THE TASK:
Locate the lines of the listing below that hold "delegate", then copy each of them.

MATERIAL FOR THIS TASK:
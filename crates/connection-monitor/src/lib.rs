//! Tokio runtime support for path failure detection.
//!
//! This crate runs a [`PathFailureDetector`](pathwatch_detector_core::PathFailureDetector)
//! per connection on top of tokio timers:
//!
//! - [`TokioClock`] and [`TokioAlarm`] implement the detector's clock and
//!   alarm seams.
//! - [`ConnectionMonitor`] owns a detector inside a task and publishes
//!   [`MonitorEvent`]s.
//! - [`PathwatchConfig`] and [`setup_logging`] cover configuration files and
//!   the tracing subscriber.
//!
//! # Example
//!
//! ```rust,no_run
//! use std::time::Duration;
//! use pathwatch_monitor::{ConnectionMonitor, MonitorConfig, MonitorEvent};
//!
//! # async fn example() -> pathwatch_monitor::Result<()> {
//! let (monitor, mut events) = ConnectionMonitor::spawn(MonitorConfig::default().with_label("conn-1"))?;
//!
//! // Call on every acknowledgement that shows forward progress
//! monitor.on_forward_progress(Duration::from_millis(300)).await?;
//!
//! while let Some(event) = events.recv().await {
//!     if let MonitorEvent::Closed { connection, .. } = event {
//!         println!("{} is blackholed", connection);
//!         break;
//!     }
//! }
//! monitor.shutdown().await?;
//! # Ok(())
//! # }
//! ```

pub mod alarm;
pub mod clock;
pub mod config;
pub mod delegate;
mod error;
pub mod logging;
pub mod monitor;

pub use alarm::{AlarmFired, TokioAlarm, TokioAlarmFactory};
pub use clock::TokioClock;
pub use config::{MonitorConfig, PathwatchConfig};
pub use delegate::{MonitorDelegate, MonitorEvent};
pub use error::{Error, Result};
pub use logging::{parse_log_level, setup_logging, LogFormat, LoggingConfig, SpanEvents};
pub use monitor::{ConnectionMonitor, MonitorStatus};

ANSWER TO THIS EXERCISE:
pub mod delegate;
pub use delegate::{MonitorDelegate, MonitorEvent};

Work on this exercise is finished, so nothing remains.